The Capability Maturity Model for Software (CMM) is a framework that describes the key elements of an effective software process. There are CMMs for non software processes as well, such as Business Process Management (BPM).

The CMM describes an evolutionary improvement path from an ad hoc, immature process to a mature, disciplined process. The CMM covers practices for planning, engineering, and managing software development and maintenance.

When followed, these key practices improve the ability of organizations to meet goals for cost, schedule, functionality, and product quality.

The CMM establishes a yardstick against which it is possible to judge, in a repeatable way, the maturity of an organization's software process and compare it to the state of the practice of the industry.

The CMM can also be used by an organization to plan improvements to its software process. It also reflects the needs of individuals performing software process, improvement, software process assessments, or software capability evaluations; is documented; and is publicly available.

The CMM model defines five levels of organizational maturity:

1. Initial level is a basis for comparison with the next levels. In an organization at the initial level, conditions are not stable for the development of quality software. The results of any project depend totally on the manager’ s personal approach and the programmers’ experience, meaning the success of a particular project can be repeated only if the same managers and programmers are assigned to the next project. In addition, if managers or programmers leave the company, the quality of produced software will sharply decrease. In many cases, the development process comes down to writing code with minimal testing.

2. Repeatable level. At this level, project management technologies have been introduced in a company. That project planning and management is based on accumulated experience and there are standards for produced software (these standards are documented) and there is a special quality management group. At critical times, the process tends to roll back to the initial level.

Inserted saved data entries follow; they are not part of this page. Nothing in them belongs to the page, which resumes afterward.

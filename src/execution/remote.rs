//! Remote compute delegation
//!
//! `PUT <url>/run` with `{"checksum", "dunder", "fingertip", "scratch"}`.
//! A 200 answer carries the result checksum, 202 means the job is pending
//! and the same request is repeated after the poll interval, until the
//! delegation timeout runs out.

use std::time::{Duration, Instant};

use anyhow::Context;
use reqwest::{Client, StatusCode};
use serde_json::{json, Value as Json};
use tracing::{debug, info, warn};

use crate::checksum::Checksum;
use crate::error::{Result, SeamlessError};
use crate::logging::{operations, services, status};

pub struct RemoteCompute {
    client: Client,
    url: String,
    poll_interval: Duration,
    timeout: Duration,
}

impl RemoteCompute {
    pub fn new(url: &str, poll_interval: Duration, timeout: Duration) -> Result<Self> {
        let client = Client::builder().build().context("Failed to build HTTP client")?;
        Ok(Self {
            client,
            url: url.trim_end_matches('/').to_string(),
            poll_interval,
            timeout,
        })
    }

    pub fn url(&self) -> &str {
        &self.url
    }

    /// Submit a transformation and wait for its result checksum
    ///
    /// A refused job is reported as a transformation failure carrying the server's text.
    pub async fn run(&self, tf_checksum: &Checksum, dunder: &Json, fingertip: bool, scratch: bool) -> Result<Checksum> {
        let request = json!({
            "checksum": tf_checksum,
            "dunder": dunder,
            "fingertip": fingertip,
            "scratch": scratch,
        });
        let endpoint = format!("{}/run", self.url);
        let started = Instant::now();
        loop {
            let response = self
                .client
                .put(&endpoint)
                .body(request.to_string())
                .send()
                .await
                .map_err(|_| SeamlessError::Connection {
                    service: services::REMOTE_COMPUTE.to_string(),
                })?;
            let code = response.status();
            let body = response.text().await.context("Failed to read compute response")?;
            match code {
                StatusCode::OK => {
                    let result = Checksum::from_hex(body.trim())?;
                    info!(
                        service = services::REMOTE_COMPUTE,
                        operation = operations::EXECUTE,
                        status = status::SUCCESS,
                        checksum = %tf_checksum.short(),
                        result = %result.short(),
                        "Remote job finished"
                    );
                    return Ok(result);
                }
                StatusCode::ACCEPTED => {
                    if started.elapsed() >= self.timeout {
                        warn!(
                            service = services::REMOTE_COMPUTE,
                            status = status::ERROR,
                            checksum = %tf_checksum.short(),
                            timeout_secs = self.timeout.as_secs_f64(),
                            "Remote job still pending, giving up"
                        );
                        return Err(SeamlessError::DelegationTimeout {
                            checksum: *tf_checksum,
                            timeout: self.timeout,
                        });
                    }
                    debug!(
                        service = services::REMOTE_COMPUTE,
                        checksum = %tf_checksum.short(),
                        "Remote job pending"
                    );
                    tokio::time::sleep(self.poll_interval).await;
                }
                other => {
                    return Err(SeamlessError::Transformation {
                        checksum: *tf_checksum,
                        message: format!("remote compute refused the job ({}): {}", other.as_u16(), body),
                    });
                }
            }
        }
    }
}

#[cfg(test)]
mod tests {
    use super::*;
    use crate::checksum::calculate_checksum;
    use crate::testing::serve;
    use axum::{http::StatusCode as HttpStatus, routing::put, Router};

    fn compute(url: &str) -> RemoteCompute {
        RemoteCompute::new(url, Duration::from_millis(20), Duration::from_millis(200)).unwrap()
    }

    #[tokio::test]
    async fn test_unreachable_service_is_a_connection_error() {
        let compute = compute("http://127.0.0.1:1/");
        assert_eq!(compute.url(), "http://127.0.0.1:1");
        let err = compute
            .run(&calculate_checksum(b"tf"), &json!({}), false, false)
            .await
            .unwrap_err();
        assert!(matches!(err, SeamlessError::Connection { .. }));
    }

    #[tokio::test]
    async fn test_finished_job_returns_the_result() {
        let result = calculate_checksum(b"42\n");
        let hex = result.to_hex();
        let url = serve(Router::new().route("/run", put(move || async move { hex }))).await;

        let answer = compute(&url)
            .run(&calculate_checksum(b"tf"), &json!({}), false, false)
            .await
            .unwrap();
        assert_eq!(answer, result);
    }

    #[tokio::test]
    async fn test_job_pending_forever_times_out() {
        let url = serve(Router::new().route("/run", put(|| async { HttpStatus::ACCEPTED }))).await;

        let started = Instant::now();
        let err = compute(&url)
            .run(&calculate_checksum(b"tf"), &json!({}), false, false)
            .await
            .unwrap_err();
        assert!(matches!(err, SeamlessError::DelegationTimeout { .. }), "{err}");
        assert!(started.elapsed() >= Duration::from_millis(200));
    }

    #[tokio::test]
    async fn test_refused_job_is_a_transformation_error() {
        let url = serve(Router::new().route(
            "/run",
            put(|| async { (HttpStatus::BAD_REQUEST, "unknown transformation") }),
        ))
        .await;

        let err = compute(&url)
            .run(&calculate_checksum(b"tf"), &json!({}), false, false)
            .await
            .unwrap_err();
        assert!(err.to_string().contains("unknown transformation"), "{err}");
    }
}
pub mod buffer_cache;
pub mod eviction;
pub mod transformation_cache;

pub use buffer_cache::{BufferCache, BufferCacheStats, BufferLifetimes, RefEntry};
pub use eviction::{spawn_eviction, Evictable, EvictionHandle, EvictionReport};
pub use transformation_cache::{
    Destroyed, KeepAlive, ResultUpdate, TransformationCache, TransformationCacheStats, TransformerId, Undone,
};
//! Background purging of expired in-memory buffers
//!
//! A tokio task wakes up every `interval` (or when triggered) and asks the
//! target to drop whatever has outlived its lifetime.

use std::sync::atomic::{AtomicBool, AtomicU64, Ordering};
use std::sync::Arc;
use std::time::{Duration, Instant};

use tokio::sync::Notify;
use tracing::{debug, info, warn};

use crate::logging::services;

/// Outcome of one purge
#[derive(Debug, Clone, Copy, Default, PartialEq, Eq)]
pub struct EvictionReport {
    pub buffers: u64,
    pub bytes: u64,
}

/// Something that holds expiring entries
pub trait Evictable: Send + Sync + 'static {
    fn purge_expired(&self, now: Instant) -> EvictionReport;
}

/// Eviction statistics
#[derive(Debug, Default)]
pub struct EvictionStats {
    pub buffers_evicted: AtomicU64,
    pub bytes_evicted: AtomicU64,
    pub eviction_runs: AtomicU64,
}

impl EvictionStats {
    fn record(&self, report: EvictionReport) {
        self.eviction_runs.fetch_add(1, Ordering::Relaxed);
        self.buffers_evicted.fetch_add(report.buffers, Ordering::Relaxed);
        self.bytes_evicted.fetch_add(report.bytes, Ordering::Relaxed);
    }

    pub fn runs(&self) -> u64 {
        self.eviction_runs.load(Ordering::Relaxed)
    }

    pub fn buffers(&self) -> u64 {
        self.buffers_evicted.load(Ordering::Relaxed)
    }
}

/// Handle to control the background eviction task
pub struct EvictionHandle {
    shutdown: Arc<AtomicBool>,
    notify: Arc<Notify>,
    stats: Arc<EvictionStats>,
    join_handle: Option<tokio::task::JoinHandle<()>>,
}

impl EvictionHandle {
    /// Run a purge now instead of waiting for the interval
    pub fn trigger(&self) {
        self.notify.notify_one();
    }

    pub fn stats(&self) -> &Arc<EvictionStats> {
        &self.stats
    }

    pub fn is_running(&self) -> bool {
        !self.shutdown.load(Ordering::SeqCst)
    }

    /// Stop the task, waiting up to five seconds for it to finish
    pub async fn shutdown(mut self) {
        self.shutdown.store(true, Ordering::SeqCst);
        self.notify.notify_one();

        if let Some(handle) = self.join_handle.take() {
            match tokio::time::timeout(Duration::from_secs(5), handle).await {
                Ok(Ok(())) => debug!(service = services::BUFFER_CACHE, "Eviction task stopped"),
                Ok(Err(e)) => warn!(service = services::BUFFER_CACHE, error = %e, "Eviction task panicked"),
                Err(_) => warn!(service = services::BUFFER_CACHE, "Eviction task did not stop in time"),
            }
        }
    }
}

impl Drop for EvictionHandle {
    fn drop(&mut self) {
        self.shutdown.store(true, Ordering::SeqCst);
        if let Some(handle) = self.join_handle.take() {
            handle.abort();
        }
    }
}

/// Spawn the purge loop on the current tokio runtime
pub fn spawn_eviction<E: Evictable>(target: Arc<E>, interval: Duration) -> EvictionHandle {
    let shutdown = Arc::new(AtomicBool::new(false));
    let notify = Arc::new(Notify::new());
    let stats = Arc::new(EvictionStats::default());

    let join_handle = tokio::spawn(run_eviction_loop(
        target,
        interval,
        Arc::clone(&shutdown),
        Arc::clone(&notify),
        Arc::clone(&stats),
    ));

    info!(
        service = services::BUFFER_CACHE,
        interval_secs = interval.as_secs_f64(),
        "Eviction task started"
    );

    EvictionHandle {
        shutdown,
        notify,
        stats,
        join_handle: Some(join_handle),
    }
}

async fn run_eviction_loop<E: Evictable>(
    target: Arc<E>,
    interval: Duration,
    shutdown: Arc<AtomicBool>,
    notify: Arc<Notify>,
    stats: Arc<EvictionStats>,
) {
    loop {
        tokio::select! {
            _ = tokio::time::sleep(interval) => {}
            _ = notify.notified() => {}
        }

        if shutdown.load(Ordering::SeqCst) {
            break;
        }

        let report = target.purge_expired(Instant::now());
        stats.record(report);
    }

    debug!(service = services::BUFFER_CACHE, "Eviction loop exited");
}
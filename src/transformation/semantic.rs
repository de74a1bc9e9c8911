//! Syntactic <-> semantic checksum registry
//!
//! Code pins are keyed by the checksum of their canonical form, so that
//! formatting-only edits share a cache entry. To run such a transformation
//! the engine needs a syntactic buffer back, which this registry remembers.

use std::collections::HashMap;
use std::sync::{Mutex, MutexGuard};

use crate::checksum::Checksum;
use crate::codec::Celltype;

/// `(checksum, celltype, subcelltype)`
pub type SemanticKey = (Checksum, Celltype, Option<String>);

#[derive(Default)]
struct Maps {
    syn_to_sem: HashMap<SemanticKey, Checksum>,
    sem_to_syn: HashMap<SemanticKey, Vec<Checksum>>,
}

#[derive(Default)]
pub struct SemanticRegistry {
    maps: Mutex<Maps>,
}

impl SemanticRegistry {
    pub fn new() -> Self {
        Self::default()
    }

    fn lock(&self) -> MutexGuard<'_, Maps> {
        self.maps.lock().unwrap_or_else(|e| e.into_inner())
    }

    pub fn semantic(&self, syntactic: &SemanticKey) -> Option<Checksum> {
        self.lock().syn_to_sem.get(syntactic).copied()
    }

    pub fn syntactic(&self, semantic: &SemanticKey) -> Option<Vec<Checksum>> {
        self.lock().sem_to_syn.get(semantic).cloned()
    }

    /// Every recorded syntactic form of a semantic checksum, whatever its celltype
    pub fn syntactic_any(&self, semantic: &Checksum) -> Vec<(Celltype, Option<String>, Vec<Checksum>)> {
        self.lock()
            .sem_to_syn
            .iter()
            .filter(|((sem, _, _), _)| sem == semantic)
            .map(|((_, celltype, sub), syntactic)| (*celltype, sub.clone(), syntactic.clone()))
            .collect()
    }

    /// Record a syntactic -> semantic pair
    ///
    /// Returns the updated syntactic list of the semantic key, or `None` when
    /// the pair was already known.
    pub fn record(
        &self,
        syntactic: Checksum,
        semantic: Checksum,
        celltype: Celltype,
        subcelltype: Option<&str>,
    ) -> Option<Vec<Checksum>> {
        let sub = subcelltype.map(str::to_string);
        let mut maps = self.lock();
        maps.syn_to_sem.insert((syntactic, celltype, sub.clone()), semantic);
        let list = maps.sem_to_syn.entry((semantic, celltype, sub)).or_default();
        if list.contains(&syntactic) {
            return None;
        }
        list.push(syntactic);
        Some(list.clone())
    }

    /// Merge syntactic checksums obtained elsewhere (e.g. from the database)
    pub fn merge(&self, semantic: SemanticKey, syntactic: &[Checksum]) -> Vec<Checksum> {
        let mut maps = self.lock();
        for syn in syntactic {
            maps.syn_to_sem
                .insert((*syn, semantic.1, semantic.2.clone()), semantic.0);
        }
        let list = maps.sem_to_syn.entry(semantic).or_default();
        for syn in syntactic {
            if !list.contains(syn) {
                list.push(*syn);
            }
        }
        list.clone()
    }

    pub fn len(&self) -> usize {
        self.lock().sem_to_syn.len()
    }

    pub fn is_empty(&self) -> bool {
        self.len() == 0
    }
}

3. Defined level. Here, standards for the processes of software development and maintenance are introduced and documented (including project management). During the introduction of standards, a transition to more effective technologies occurs. There is a special quality management department for building and maintaining these standards. A program of constant, advanced training of staff is required for achievement of this level. Starting with this level, the degree of organizational dependence on the qualities of particular developers decreases and the process does not tend to roll back to the previous level in critical situations.

4. Managed level. There are quantitative indices (for both software and process as a whole) established in the organization. Better project management is achieved due to the decrease of digression in different project indices. However, sensible variations in process efficiency may be different from random variations (noise), especially in mastered areas.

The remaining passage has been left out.